Un inedito di Fernando Pessoa vede la luce: l'Università di Parma presenta "The Duke of Parma" in edizione digitale
La scoperta e pubblicazione digitale dell’inedito "The Duke of Parma" rappresenta un evento letterario di notevole rilievo, annunciato dall’Università di Parma per il 2026. Questa tragedia, scritta interamente in inglese da Fernando Pessoa, emerge come un documento fondamentale per approfondire la natura poliedrica e la complessità dell’opera pessoana. Pessoa, considerato uno dei più grandi poeti portoghesi e figura enigmatica della letteratura mondiale, ha lasciato numerose opere ancora poco conosciute, e ogni nuovo testo contribuisce a illuminare aspetti personali e stilistici della sua produzione, estendendo la comprensione critica e storica su scala globale.
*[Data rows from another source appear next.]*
use super::{Addressing, Field, Isa, Layout, Layouts, Relative, Scaled};
use crate::instructions::{Cond, Format::*, OpcodeDesc as D, Op};

pub const RZ: u8 = 27;
pub const FP: u8 = 28;
pub const SP: u8 = 29;
pub const LR: u8 = 30;
pub const PC: u8 = 31;

const RD: Field = Field::new(21, 5);
const RS: Field = Field::new(16, 5);

const OPCODES: &[D] = &[
    D::new("halt", 0, RegReg, Op::Halt),
    D::new("svc", 1, RegReg, Op::Syscall),
    D::new("add", 2, RegReg, Op::Add),
    D::new("sub", 3, RegReg, Op::Sub),
    D::new("mul", 4, RegReg, Op::Mul),
    D::new("div", 5, RegReg, Op::Div),
    D::new("mod", 6, RegReg, Op::Rem),
    D::new("and", 7, RegReg, Op::And),
    D::new("or", 8, RegReg, Op::Or),
    D::new("xor", 9, RegReg, Op::Xor),
    D::new("nand", 10, RegReg, Op::Nand),
    D::new("shl", 11, RegReg, Op::Shl),
    D::new("shr", 12, RegReg, Op::Shr),
    D::new("addd", 13, RegReg, Op::FAdd),
    D::new("subd", 14, RegReg, Op::FSub),
    D::new("muld", 15, RegReg, Op::FMul),
    D::new("divd", 16, RegReg, Op::FDiv),
    D::new("itod", 17, RegReg, Op::IntToFloat),
    D::new("dtoi", 18, RegReg, Op::FloatToInt),
    D::new("bl", 19, Branch, Op::BranchLink),
    D::new("cmp", 20, RegReg, Op::Cmp),
    D::new("cmpd", 21, RegReg, Op::FCmp),
    D::new("cne", 22, RegReg, Op::CondMove(Cond::Ne)),
    D::new("ceq", 23, RegReg, Op::CondMove(Cond::Eq)),
    D::new("cle", 24, RegReg, Op::CondMove(Cond::Le)),
    D::new("clt", 25, RegReg, Op::CondMove(Cond::Lt)),
    D::new("cge", 26, RegReg, Op::CondMove(Cond::Ge)),
    D::new("cgt", 27, RegReg, Op::CondMove(Cond::Gt)),
    D::new("ld", 28, RegMemory, Op::Load),
    D::new("st", 29, RegMemory, Op::Store),
];

pub static MIPT64: Isa = Isa {
    name: "mipt64",
    word_bits: 64,
    addressing: Addressing::Byte,
    address_space: 1 << 21,
    gpr_count: 32,
    pc: PC,
    sp: SP,
    link: Some(LR),
    zero: Some(RZ),
    register_prefix: 'r',
    aliases: &[("rz", RZ), ("fp", FP), ("sp", SP), ("lr", LR), ("pc", PC)],
    opcode: Field::new(26, 6),
    layouts: Layouts {
        reg_reg: Layout {
            rd: Some(RD),
            rs: Some(RS),
            literal: Field::new(0, 16),
            literal_bases: &[RZ, PC],
            scaled: Some(Scaled {
                index: Field::new(11, 5),
                shift: Field::new(8, 3),
                offset: Field::new(0, 8),
                wide: None,
            }),
            relative: None,
        },
        // No mipt64 opcode uses this format.
        reg_imm: Layout {
            rd: Some(RD),
            rs: None,
            literal: Field::new(0, 21),
            literal_bases: &[],
            scaled: None,
            relative: None,
        },
        reg_mem: Layout {
            rd: Some(RD),
            rs: Some(RS),
            literal: Field::new(0, 16),
            literal_bases: &[RZ, SP, PC],
            scaled: Some(Scaled {
                index: Field::new(11, 5),
                shift: Field::new(8, 3),
                offset: Field::new(0, 8),
                wide: Some(Field::new(0, 11)),
            }),
            relative: None,
        },
        branch: Layout {
            rd: None,
            rs: Some(Field::new(21, 5)),
            literal: Field::new(0, 21),
            literal_bases: &[RZ],
            scaled: Some(Scaled {
                index: Field::new(16, 5),
                shift: Field::new(13, 3),
                offset: Field::new(0, 13),
                wide: None,
            }),
            relative: Some(Relative {
                bases: &[0, PC],
                magnitude: Field::new(0, 20),
                sign_bit: 20,
            }),
        },
    },
    opcodes: OPCODES,
    two_address: false,
    float_words: 1,
    stack_via_base: true,
    shift_mask: Some(6),
    pc_to_pc_absolute: true,
};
"The Duke of Parma" si configura come una tragedia classica dal forte richiamo alla tradizione shakespeariana e inglese, ambientata nella storica corte rinascimentale dei duchi di Parma. La scelta della lingua inglese evidenzia l’identità plurilingue di Pessoa e la sua intenzione di inserirsi nel dialogo europeo più ampio. Il testo affronta tematiche universali come il potere, la giustizia e la decadenza morale, offrendo un contributo originale e intellettualmente impegnativo. Il lavoro di edizione digitale curato dal professor Enrico Martines dell’Università di Parma ha permesso di valorizzare in modo rigoroso il manoscritto, con un apparato critico completo, favorendo così la diffusione orizzontale del sapere, accessibile sia agli studiosi che a un pubblico più ampio.
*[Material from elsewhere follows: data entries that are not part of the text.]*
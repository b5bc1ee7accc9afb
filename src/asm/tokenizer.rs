use crate::isa::Isa;

#[derive(Debug, Clone, PartialEq)]
pub enum Token {
    Register(u8),
    Integer(i64),
    Float(f64),
    /// Label reference.
    Symbol(String),
}

impl Token {
    pub fn classify(isa: &Isa, s: &str) -> Token {
        if let Some(r) = isa.register(s) {
            return Token::Register(r);
        }
        if let Ok(v) = s.parse::<i64>() {
            return Token::Integer(v);
        }
        let numeric = s
            .chars()
            .next()
            .map_or(false, |c| c.is_ascii_digit() || matches!(c, '+' | '-' | '.'));
        if numeric {
            if let Ok(v) = s.parse::<f64>() {
                return Token::Float(v);
            }
        }
        Token::Symbol(s.to_string())
    }
}

#[derive(Debug, Clone, PartialEq)]
pub struct Body {
    pub mnemonic: String,
    pub operands: Vec<Token>,
}

#[derive(Debug, Clone, PartialEq)]
pub struct Statement {
    /// 1-based source line.
    pub line: usize,
    pub text: String,
    pub label: Option<String>,
    pub body: Option<Body>,
}

fn words(s: &str) -> impl Iterator<Item = &str> {
    s.split(|c: char| c.is_whitespace() || c == ',')
        .filter(|w| !w.is_empty())
}

/// Lex one source line; blank and comment-only lines yield `None`.
pub fn tokenize_line(isa: &Isa, line: usize, text: &str) -> Option<Statement> {
    let code = text.split(';').next().unwrap_or("").trim();
    if code.is_empty() {
        return None;
    }

    let (label, rest) = match code.split_once(':') {
        Some((head, rest)) if !head.contains(|c: char| c.is_whitespace() || c == ',') => {
            (Some(head.to_string()), rest.trim())
        }
        _ => (None, code),
    };

    let mut it = words(rest);
    let body = it.next().map(|mn| Body {
        mnemonic: mn.to_ascii_lowercase(),
        operands: it.map(|w| Token::classify(isa, w)).collect(),
    });

    Some(Statement {
        line,
        text: code.to_string(),
        label,
        body,
    })
}

pub fn tokenize(isa: &Isa, src: &str) -> Vec<Statement> {
    src.lines()
        .enumerate()
        .filter_map(|(i, text)| tokenize_line(isa, i + 1, text))
        .collect()
}

#[cfg(test)]
mod tests {
    use super::*;
    use crate::isa::{MIPT32, MIPT64};
    use pretty_assertions::assert_eq;

    #[test]
    fn label_mnemonic_and_operands() {
        let st = tokenize_line(&MIPT32, 3, "  loop:  ADDI r1,  -2 ; step").unwrap();
        assert_eq!(
            st,
            Statement {
                line: 3,
                text: "loop:  ADDI r1,  -2".into(),
                label: Some("loop".into()),
                body: Some(Body {
                    mnemonic: "addi".into(),
                    operands: vec![Token::Register(1), Token::Integer(-2)],
                }),
            }
        );
    }

    #[test]
    fn label_only_and_blank_lines() {
        let st = tokenize_line(&MIPT64, 1, "main:").unwrap();
        assert_eq!(st.label.as_deref(), Some("main"));
        assert!(st.body.is_none());
        assert!(tokenize_line(&MIPT64, 2, "   ; nothing").is_none());
        assert!(tokenize_line(&MIPT64, 3, "").is_none());
    }

    #[test]
    fn operand_classes() {
        let c = |s| Token::classify(&MIPT64, s);
        assert_eq!(c("rz"), Token::Register(27));
        assert_eq!(c("r3"), Token::Register(3));
        assert_eq!(c("+7"), Token::Integer(7));
        assert_eq!(c("2.5"), Token::Float(2.5));
        assert_eq!(c("-1e3"), Token::Float(-1000.0));
        assert_eq!(c("nan"), Token::Symbol("nan".into()));
        assert_eq!(c("ret_addr"), Token::Symbol("ret_addr".into()));
    }
}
Il progetto è inserito in una strategia culturale più ampia che vede l’Università di Parma protagonista nella valorizzazione delle novità letterarie attraverso la digitalizzazione e la collaborazione internazionale. L’evento sarà presentato in un convegno internazionale che raccoglierà esperti europei e sudamericani per discutere dell’eredità pessoana e delle nuove prospettive critiche. La pubblicazione digitale testimonia la crescente attenzione accademica verso i manoscritti inediti e rafforza il ruolo delle università italiane come centri d’eccellenza nella filologia comparata, promuovendo un ponte culturale tra passato e futuro della letteratura mondiale.